- _Stored items_:
┌──

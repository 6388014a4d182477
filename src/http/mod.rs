//! HTTP protocol handling subsystem.
//!
//! # Data Flow
//! ```text
//! TCP connection
//!     → server.rs (Axum setup, request ID, tracing)
//!     → request.rs (convert to relay Request, body limit)
//!     → routing::Dispatcher (via resilience deadline)
//!     → response.rs (render relay Response)
//!     → Send to client
//! ```

pub mod request;
pub mod response;
pub mod server;

pub use request::{BodyError, Request, X_REQUEST_ID};
pub use response::{Response, ResponseBody};
pub use server::HttpServer;
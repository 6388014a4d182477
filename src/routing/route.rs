//! Route and handler definitions.
//!
//! # Design Decisions
//! - Handlers take no arguments and return `Result<Response, E>`
//! - Handler errors are boxed; their text stays server-side
//! - A `Route` is immutable once built

use std::fmt;
use std::sync::Arc;

use crate::http::Response;

/// Boxed error returned by a failing handler.
pub type HandlerError = Box<dyn std::error::Error + Send + Sync>;

/// A zero-argument request handler.
pub trait Handler: Send + Sync + 'static {
    /// Produce a response, or fail.
    fn call(&self) -> Result<Response, HandlerError>;
}

impl<F, E> Handler for F
where
    F: Fn() -> Result<Response, E> + Send + Sync + 'static,
    E: Into<HandlerError>,
{
    fn call(&self) -> Result<Response, HandlerError> {
        self().map_err(Into::into)
    }
}

/// Immutable (path, handler) pair.
#[derive(Clone)]
pub struct Route {
    path: String,
    handler: Arc<dyn Handler>,
}

impl Route {
    pub(crate) fn new(path: String, handler: Arc<dyn Handler>) -> Self {
        Self { path, handler }
    }

    /// The exact path this route serves.
    pub fn path(&self) -> &str {
        &self.path
    }

    pub(crate) fn handler(&self) -> &dyn Handler {
        self.handler.as_ref()
    }
}

impl fmt::Debug for Route {
    fn fmt(&self, f: &mut fmt::Formatter<'_>) -> fmt::Result {
        f.debug_struct("Route").field("path", &self.path).finish_non_exhaustive()
    }
}
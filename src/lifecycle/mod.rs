//! Lifecycle management subsystem.
//!
//! # Data Flow
//! ```text
//! Startup (startup.rs):
//!     Load config → Build dispatcher → Bind listeners → Serve
//!
//! Shutdown (shutdown.rs):
//!     Signal received → Stop accepting → Drain sessions → Exit
//!
//! Signals (signals.rs):
//!     SIGTERM/SIGINT → Trigger graceful shutdown
//! ```
//!
//! # Design Decisions
//! - Ordered startup: config first, then routes, then listeners
//! - Ordered shutdown: stop accept, drain, close
//! - Session drain has a timeout

pub mod shutdown;
pub mod signals;
pub mod startup;

pub use shutdown::Shutdown;
pub use startup::{bind, serve, BoundListeners, StartupError};
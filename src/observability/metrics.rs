//! Metrics collection and exposition.
//!
//! # Responsibilities
//! - Define relay metrics (dispatches, latency, tunnel sessions)
//! - Expose Prometheus-compatible metrics endpoint
//!
//! # Metrics
//! - `relay_dispatch_total` (counter): dispatches by transport, status
//! - `relay_dispatch_duration_seconds` (histogram): latency by transport
//! - `relay_tunnel_sessions_active` (gauge): open tunnel sessions
//!
//! # Design Decisions
//! - Recording is a no-op until an exporter is installed
//! - Labels for transport and status code only (bounded cardinality)

use std::net::SocketAddr;
use std::time::Instant;

use metrics::{counter, gauge, histogram};
use metrics_exporter_prometheus::PrometheusBuilder;

/// Transport label for requests arriving over a tunnel session.
pub const TRANSPORT_TUNNEL: &str = "tunnel";

/// Transport label for requests arriving over plain HTTP.
pub const TRANSPORT_HTTP: &str = "http";

/// Install the Prometheus exporter with an HTTP listener on `addr`.
pub fn init_metrics(addr: SocketAddr) {
    match PrometheusBuilder::new().with_http_listener(addr).install() {
        Ok(()) => tracing::info!(address = %addr, "Metrics exporter listening"),
        Err(e) => {
            tracing::error!(address = %addr, error = %e, "Failed to install metrics exporter")
        }
    }
}

/// Record one completed dispatch.
pub fn record_dispatch(transport: &'static str, status: u16, start: Instant) {
    counter!(
        "relay_dispatch_total",
        "transport" => transport,
        "status" => status.to_string()
    )
    .increment(1);
    histogram!("relay_dispatch_duration_seconds", "transport" => transport)
        .record(start.elapsed().as_secs_f64());
}

/// Record a tunnel session opening.
pub fn session_opened() {
    gauge!("relay_tunnel_sessions_active").increment(1.0);
}

/// Record a tunnel session closing.
pub fn session_closed() {
    gauge!("relay_tunnel_sessions_active").decrement(1.0);
}
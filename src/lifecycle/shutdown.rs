//! Shutdown coordination for the relay.

use tokio::sync::broadcast;

/// Coordinator for graceful shutdown.
///
/// Provides a broadcast channel that all long-running tasks can subscribe to.
#[derive(Debug, Clone)]
pub struct Shutdown {
    tx: broadcast::Sender<()>,
}

impl Shutdown {
    pub fn new() -> Self {
        let (tx, _) = broadcast::channel(1);
        Self { tx }
    }

    /// Subscribe to the shutdown signal.
    pub fn subscribe(&self) -> broadcast::Receiver<()> {
        self.tx.subscribe()
    }

    /// Trigger the shutdown signal.
    pub fn trigger(&self) {
        let _ = self.tx.send(());
    }

    /// Get the number of active subscribers (tasks still running).
    pub fn receiver_count(&self) -> usize {
        self.tx.receiver_count()
    }
}

impl Default for Shutdown {
    fn default() -> Self {
        Self::new()
    }
}

#[cfg(test)]
mod tests {
    use super::*;

    #[tokio::test]
    async fn subscribers_see_trigger() {
        let shutdown = Shutdown::new();
        let mut a = shutdown.subscribe();
        let mut b = shutdown.clone().subscribe();
        assert_eq!(shutdown.receiver_count(), 2);

        shutdown.trigger();
        assert!(a.recv().await.is_ok());
        assert!(b.recv().await.is_ok());
    }

    #[test]
    fn trigger_without_subscribers_is_harmless() {
        Shutdown::new().trigger();
    }
}
/// One unit of the "managed" subtree: the parts of the live directory the
/// engine is authorized to create, modify, and clean orphans within.
#[derive(Debug, Clone, PartialEq, Eq, PartialOrd, Ord)]
enum ManagedRoot {
    /// A destination directory, walked recursively during cleanup.
    Dir(String),
    /// A single destination file whose parent IS the live root — treated as
    /// a leaf so cleanup never considers its siblings at the live root.
    File(String),
}

pub fn execute(plan: &Plan) -> Result<Outcome, Error> {
    let started = Instant::now();
    let excludes = ExcludeSet::build(&plan.excludes)?;

    let mut errors = Vec::new();
    let managed_roots = build_staging(plan, &excludes)?;

    if plan.dry_run {
        let diff = diff_against_live(plan, &managed_roots, &excludes)?;
        cleanup_staging(plan)?;
        return Ok(Outcome::DryRun(diff));
    }

    let (added, modified, skipped) = merge_to_live(plan, &mut errors)?;
    let deleted = cleanup_orphans(plan, &managed_roots, &excludes, &mut errors)?;
    cleanup_staging(plan)?;

    Ok(Outcome::Applied(SyncResult {
        added,
        modified,
        deleted,
        skipped,
        projects_synced: count_top_level_projects(&plan.staging_dir),
        duration: started.elapsed(),
        errors,
    }))
}

fn cleanup_staging(plan: &Plan) -> Result<(), Error> {
    if plan.staging_dir.exists() {
        fs::remove_dir_all(&plan.staging_dir).map_err(|e| io_err(&plan.staging_dir, e))?;
    }
    Ok(())
}

/// Phase 1 + 2: recreate staging, copy every mapping in order (overlay
/// semantics: later mappings win), and compute the managed-root set.
fn build_staging(plan: &Plan, excludes: &ExcludeSet) -> Result<BTreeSet<ManagedRoot>, Error> {
    if plan.staging_dir.exists() {
        fs::remove_dir_all(&plan.staging_dir).map_err(|e| io_err(&plan.staging_dir, e))?;
    }
    fs::create_dir_all(&plan.staging_dir).map_err(|e| io_err(&plan.staging_dir, e))?;

    let mut managed_roots = BTreeSet::new();

    for mapping in &plan.mappings {
        if !mapping.source_abs.exists() {
            if mapping.required {
                return Err(Error::RequiredSourceMissing(mapping.source_abs.display().to_string()));
            }
            debug!(source = %mapping.source_abs.display(), "optional mapping source absent, skipping");
            continue;
        }

        managed_roots.insert(managed_root_for(mapping));

        match mapping.kind {
            MappingKind::File => {
                let dest = plan.staging_dir.join(&mapping.dest_rel);
                if let Some(parent) = dest.parent() {
                    fs::create_dir_all(parent).map_err(|e| io_err(parent, e))?;
                }
                copy_preserving_permissions(&mapping.source_abs, &dest)?;
            }
            MappingKind::Dir => {
                copy_dir_overlay(&mapping.source_abs, &mapping.dest_rel, &plan.staging_dir, excludes)?;
            }
        }
    }

    Ok(managed_roots)
}

fn managed_root_for(mapping: &crate::ResolvedMapping) -> ManagedRoot {
    match mapping.kind {
        MappingKind::Dir => ManagedRoot::Dir(normalize(&mapping.dest_rel)),
        MappingKind::File => {
            let normalized = normalize(&mapping.dest_rel);
            match parent_component(&normalized) {
                Some(parent) => ManagedRoot::Dir(parent),
                None => ManagedRoot::File(normalized),
            }
        }
    }
}

fn parent_component(dest_rel: &str) -> Option<String> {
    match dest_rel.rfind('/') {
        Some(idx) if idx > 0 => Some(dest_rel[..idx].to_string()),
        _ => None,
    }
}

fn normalize(path: &str) -> String {
    path.trim_matches('/').replace('\\', "/")
}

fn copy_dir_overlay(
    source_root: &Path,
    dest_rel_root: &str,
    staging_dir: &Path,
    excludes: &ExcludeSet,
) -> Result<(), Error> {
    let walker = WalkDir::new(source_root).into_iter().filter_entry(|entry| {
        let rel = entry
            .path()
            .strip_prefix(source_root)
            .unwrap_or(entry.path())
            .to_string_lossy()
            .replace('\\', "/");
        let dest_rel_full = join_rel(dest_rel_root, &rel);
        !excludes.is_protected(&dest_rel_full)
    });

    for entry in walker {
        let entry = entry.map_err(|e| Error::Io {
            path: source_root.display().to_string(),
            source: e.into(),
        })?;

        if entry.path_is_symlink() {
            warn!(path = %entry.path().display(), "skipping symbolic link during copy");
            continue;
        }

        let rel = entry
            .path()
            .strip_prefix(source_root)
            .unwrap_or(entry.path())
            .to_string_lossy()
            .replace('\\', "/");
        let dest_rel_full = join_rel(dest_rel_root, &rel);

        if !rel.is_empty() && excludes.is_excluded(&dest_rel_full) {
            continue;
        }

        let staging_path = staging_dir.join(&dest_rel_full);

        if entry.file_type().is_dir() {
            fs::create_dir_all(&staging_path).map_err(|e| io_err(&staging_path, e))?;
        } else if entry.file_type().is_file() {
            if let Some(parent) = staging_path.parent() {
                fs::create_dir_all(parent).map_err(|e| io_err(parent, e))?;
            }
            copy_preserving_permissions(entry.path(), &staging_path)?;
        }
    }

    Ok(())
}

fn join_rel(root: &str, rel: &str) -> String {
    if rel.is_empty() {
        normalize(root)
    } else if root.is_empty() {
        rel.to_string()
    } else {
        format!("{}/{}", root.trim_end_matches('/'), rel)
    }
}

└──

- _EXERCISE OBJECTIVE_:
Above are the records; report each line in them that includes the word "tracing".

- _RESULT_:
//!     → server.rs (Axum setup, request ID, tracing)
        Ok(()) => tracing::info!(address = %addr, "Metrics exporter listening"),
            tracing::error!(address = %addr, error = %e, "Failed to install metrics exporter")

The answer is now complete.